[Your task] Repeat exactly, and only, the lines of the entries below from the one with "pub fn base_temperature(season: Season)" through the one with "pub fn base_humidity(season: Season)", both ends included.

[Data shown]
+---+

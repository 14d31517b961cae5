//! Environmental targets per room type
//!
//! Targets depend only on the season and on whether it is day or night, so a
//! rule set is a pure function of the timestamp it is derived for.

use chrono::{Datelike, NaiveDate, NaiveDateTime, NaiveTime, Timelike};
use greenplan_core::models::{
    EnvironmentRules, EnvironmentSample, Factor, FactorReading, RoomReadingReport, RoomTargets,
    RoomType, Season, SpecialConditions, TargetRange, TimeOfDay,
};
use std::collections::BTreeMap;
use std::fmt::Write;

use crate::numeric::round1;

/// Half-width of the temperature comfort band in °C
const TEMPERATURE_BAND: f64 = 2.0;

/// Humidity band below and above the ideal, in percentage points
const HUMIDITY_BAND: (f64, f64) = (10.0, 5.0);

const BEDROOM_HUMIDITY_OFFSET: f64 = -5.0;

const HIGH_HUMIDITY_SHIFT: f64 = -5.0;
const HEAT_WAVE_SHIFT: f64 = 2.0;

/// Daylight hours are `[6, 18)`
const DAY_START_HOUR: u32 = 6;
const DAY_END_HOUR: u32 = 18;

/// Season of a calendar date
pub fn season_for(date: NaiveDate) -> Season {
    match date.month() {
        3..=5 => Season::Spring,
        6..=8 => Season::Summer,
        9..=11 => Season::Autumn,
        _ => Season::Winter,
    }
}

pub fn is_daytime(time: NaiveTime) -> bool {
    (DAY_START_HOUR..DAY_END_HOUR).contains(&time.hour())
}

pub fn time_of_day(time: NaiveTime) -> TimeOfDay {
    if is_daytime(time) {
        TimeOfDay::Day
    } else {
        TimeOfDay::Night
    }
}

/// Mean outdoor temperature of a season in °C
pub fn base_temperature(season: Season) -> f64 {
    match season {
        Season::Spring => 21.12,
        Season::Summer => 26.38,
        Season::Autumn => 23.03,
        Season::Winter => 16.51,
    }
}

/// Mean relative humidity of a season in %
pub fn base_humidity(season: Season) -> f64 {
    match season {
        Season::Spring => 79.59,
        Season::Summer => 80.37,
        Season::Autumn => 77.98,
        Season::Winter => 78.42,
    }
}

fn sunlight_target(room_type: RoomType, time_of_day: TimeOfDay) -> TargetRange {
    match (room_type, time_of_day) {
        (RoomType::LivingRoom, TimeOfDay::Day) => TargetRange::new(500.0, 300.0, 750.0),
        (RoomType::LivingRoom, TimeOfDay::Night) => TargetRange::new(100.0, 50.0, 200.0),
        (RoomType::Bedroom, TimeOfDay::Day) => TargetRange::new(200.0, 100.0, 300.0),
        (RoomType::Bedroom, TimeOfDay::Night) => TargetRange::new(0.0, 0.0, 50.0),
        (RoomType::Kitchen, TimeOfDay::Day) => TargetRange::new(500.0, 300.0, 750.0),
        (RoomType::Kitchen, TimeOfDay::Night) => TargetRange::new(300.0, 200.0, 400.0),
        (RoomType::Bathroom, TimeOfDay::Day) => TargetRange::new(200.0, 100.0, 300.0),
        (RoomType::Bathroom, TimeOfDay::Night) => TargetRange::new(100.0, 50.0, 150.0),
    }
}

/// Targets of one room type for a season and time of day
pub fn room_targets(room_type: RoomType, season: Season, time_of_day: TimeOfDay) -> RoomTargets {
    let is_bedroom = room_type == RoomType::Bedroom;

    let mut temperature_adjust = if time_of_day.is_day() { 1.0 } else { -1.0 };
    if is_bedroom {
        temperature_adjust -= 1.0;
    }
    let ideal_temperature = round1(base_temperature(season) + temperature_adjust);
    let temperature = TargetRange::new(
        ideal_temperature,
        round1(ideal_temperature - TEMPERATURE_BAND),
        round1(ideal_temperature + TEMPERATURE_BAND),
    );

    let humidity_offset = if is_bedroom { BEDROOM_HUMIDITY_OFFSET } else { 0.0 };
    let ideal_humidity = base_humidity(season) + humidity_offset;
    let humidity = TargetRange::new(
        ideal_humidity,
        ideal_humidity - HUMIDITY_BAND.0,
        ideal_humidity + HUMIDITY_BAND.1,
    );

    RoomTargets { temperature, humidity, sunlight: sunlight_target(room_type, time_of_day) }
}

/// Derive the rule set for every room type at `timestamp`
pub fn rules_for(timestamp: NaiveDateTime) -> EnvironmentRules {
    let season = season_for(timestamp.date());
    let time_of_day = time_of_day(timestamp.time());

    let rooms = RoomType::ALL
        .into_iter()
        .map(|room| (room, room_targets(room, season, time_of_day)))
        .collect();

    EnvironmentRules { season, time_of_day, rooms }
}

/// Shift a rule set for special conditions
///
/// Each condition touches a different factor, so applying them in any order
/// gives the same result.
pub fn adjust_for_conditions(
    rules: &EnvironmentRules,
    conditions: SpecialConditions,
) -> EnvironmentRules {
    let mut adjusted = rules.clone();

    for targets in adjusted.rooms.values_mut() {
        if conditions.high_humidity_warning {
            targets.humidity = targets.humidity.shifted(HIGH_HUMIDITY_SHIFT);
        }
        if conditions.heat_wave {
            targets.temperature = targets.temperature.shifted(HEAT_WAVE_SHIFT);
        }
    }

    adjusted
}

/// Classify observed readings against a rule set
///
/// Rooms without targets in `rules` are left out of the report.
pub fn validate_readings(
    readings: &BTreeMap<RoomType, EnvironmentSample>,
    rules: &EnvironmentRules,
) -> BTreeMap<RoomType, RoomReadingReport> {
    let mut report = BTreeMap::new();

    for (room, sample) in readings {
        let Some(targets) = rules.targets(*room) else {
            tracing::debug!(room = %room, "No targets for room, skipping readings");
            continue;
        };

        let room_report: RoomReadingReport = Factor::ALL
            .into_iter()
            .map(|factor| {
                let target = targets.factor(factor);
                let value = sample_value(sample, factor);
                (factor, FactorReading { value, ideal: target.ideal, status: target.classify(value) })
            })
            .collect();

        report.insert(*room, room_report);
    }

    report
}

/// Reading of one factor in a sample
pub fn sample_value(sample: &EnvironmentSample, factor: Factor) -> f64 {
    match factor {
        Factor::Temperature => sample.temperature,
        Factor::Humidity => sample.humidity,
        Factor::Sunlight => sample.sunlight,
    }
}

fn factor_label(factor: Factor) -> &'static str {
    match factor {
        Factor::Temperature => "Temperature (°C)",
        Factor::Humidity => "Humidity (%)",
        Factor::Sunlight => "Sunlight (lux)",
    }
}

/// Human-readable digest of a rule set
pub fn summarize(rules: &EnvironmentRules) -> String {
    let mut summary = format!(
        "Environment rules (season: {}, time: {}):\n",
        rules.season, rules.time_of_day
    );

    for (room, targets) in &rules.rooms {
        let _ = writeln!(summary, "{}:", room);
        for factor in Factor::ALL {
            let target = targets.factor(factor);
            let _ = writeln!(
                summary,
                "  {}: ideal {:.2}, range {:.2} to {:.2}",
                factor_label(factor),
                target.ideal,
                target.min(),
                target.max()
            );
        }
    }

    summary
}

#[cfg(test)]
mod tests {
    use super::*;
    use greenplan_core::models::ReadingStatus;

    fn at(y: i32, m: u32, d: u32, h: u32) -> NaiveDateTime {
        NaiveDate::from_ymd_opt(y, m, d).unwrap().and_hms_opt(h, 0, 0).unwrap()
    }

    fn approx(a: f64, b: f64) -> bool {
        (a - b).abs() < 1e-9
    }

    #[test]
    fn test_season_boundaries() {
        let date = |m, d| NaiveDate::from_ymd_opt(2024, m, d).unwrap();
        assert_eq!(season_for(date(2, 28)), Season::Winter);
        assert_eq!(season_for(date(3, 1)), Season::Spring);
        assert_eq!(season_for(date(5, 31)), Season::Spring);
        assert_eq!(season_for(date(6, 1)), Season::Summer);
        assert_eq!(season_for(date(11, 30)), Season::Autumn);
        assert_eq!(season_for(date(12, 1)), Season::Winter);
    }

    #[test]
    fn test_daytime_window() {
        let time = |h, m| NaiveTime::from_hms_opt(h, m, 0).unwrap();
        assert!(!is_daytime(time(5, 59)));
        assert!(is_daytime(time(6, 0)));
        assert!(is_daytime(time(17, 59)));
        assert!(!is_daytime(time(18, 0)));
    }

    #[test]
    fn test_summer_day_rules() {
        let rules = rules_for(at(2024, 7, 1, 14));
        assert_eq!(rules.season, Season::Summer);
        assert_eq!(rules.time_of_day, TimeOfDay::Day);

        let living = rules.targets(RoomType::LivingRoom).unwrap();
        assert_eq!(living.temperature.ideal, 27.4);
        assert_eq!(living.temperature.range, (25.4, 29.4));
        assert!(approx(living.humidity.ideal, 80.37));
        assert!(approx(living.humidity.min(), 70.37));
        assert!(approx(living.humidity.max(), 85.37));
        assert_eq!(living.sunlight, TargetRange::new(500.0, 300.0, 750.0));

        let bedroom = rules.targets(RoomType::Bedroom).unwrap();
        assert_eq!(bedroom.temperature.ideal, 26.4);
        assert!(approx(bedroom.humidity.ideal, 75.37));
        assert_eq!(bedroom.sunlight, TargetRange::new(200.0, 100.0, 300.0));
    }

    #[test]
    fn test_winter_and_night_rules() {
        let winter = rules_for(at(2024, 1, 15, 10));
        let living = winter.targets(RoomType::LivingRoom).unwrap();
        assert_eq!(living.temperature.ideal, 17.5);
        assert_eq!(living.temperature.range, (15.5, 19.5));
        assert_eq!(winter.targets(RoomType::Bedroom).unwrap().temperature.ideal, 16.5);

        let night = rules_for(at(2024, 7, 1, 22));
        assert_eq!(night.time_of_day, TimeOfDay::Night);
        assert_eq!(night.targets(RoomType::LivingRoom).unwrap().temperature.ideal, 25.4);
        assert_eq!(night.targets(RoomType::Bedroom).unwrap().temperature.ideal, 24.4);
        assert_eq!(
            night.targets(RoomType::Bedroom).unwrap().sunlight,
            TargetRange::new(0.0, 0.0, 50.0)
        );
    }

    #[test]
    fn test_rules_are_idempotent() {
        let ts = at(2024, 10, 3, 9);
        assert_eq!(rules_for(ts), rules_for(ts));
    }

    #[test]
    fn test_special_conditions_compose() {
        let rules = rules_for(at(2024, 7, 1, 14));
        let humid = SpecialConditions { high_humidity_warning: true, heat_wave: false };
        let hot = SpecialConditions { high_humidity_warning: false, heat_wave: true };
        let both = SpecialConditions { high_humidity_warning: true, heat_wave: true };

        let one_by_one = adjust_for_conditions(&adjust_for_conditions(&rules, humid), hot);
        let other_order = adjust_for_conditions(&adjust_for_conditions(&rules, hot), humid);
        let at_once = adjust_for_conditions(&rules, both);
        assert_eq!(one_by_one, other_order);
        assert_eq!(one_by_one, at_once);

        let living = at_once.targets(RoomType::LivingRoom).unwrap();
        assert!(approx(living.temperature.ideal, 29.4));
        assert!(approx(living.humidity.ideal, 75.37));

        // Input is not modified
        assert_eq!(rules.targets(RoomType::LivingRoom).unwrap().temperature.ideal, 27.4);
    }

    #[test]
    fn test_no_conditions_is_identity() {
        let rules = rules_for(at(2024, 4, 2, 8));
        assert_eq!(adjust_for_conditions(&rules, SpecialConditions::default()), rules);
    }

    #[test]
    fn test_validate_readings() {
        let rules = rules_for(at(2024, 7, 1, 14));
        let mut readings = BTreeMap::new();
        readings.insert(RoomType::LivingRoom, EnvironmentSample::new(25.4, 90.0, 100.0));

        let report = validate_readings(&readings, &rules);
        let living = &report[&RoomType::LivingRoom];
        assert_eq!(living[&Factor::Temperature].status, ReadingStatus::Normal);
        assert_eq!(living[&Factor::Humidity].status, ReadingStatus::High);
        assert_eq!(living[&Factor::Sunlight].status, ReadingStatus::Low);
        assert_eq!(living[&Factor::Sunlight].ideal, 500.0);
        assert!(!report.contains_key(&RoomType::Kitchen));
    }

    #[test]
    fn test_summary_lists_every_room() {
        let summary = summarize(&rules_for(at(2024, 7, 1, 14)));
        assert!(summary.starts_with("Environment rules (season: summer, time: day)"));
        for room in RoomType::ALL {
            assert!(summary.contains(&format!("{}:", room)));
        }
        assert!(summary.contains("ideal 27.40, range 25.40 to 29.40"));
    }
}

+---+

[Solved problem]
pub fn base_temperature(season: Season) -> f64 {
    match season {
        Season::Spring => 21.12,
        Season::Summer => 26.38,
        Season::Autumn => 23.03,
        Season::Winter => 16.51,
    }
}

/// Mean relative humidity of a season in %
pub fn base_humidity(season: Season) -> f64 {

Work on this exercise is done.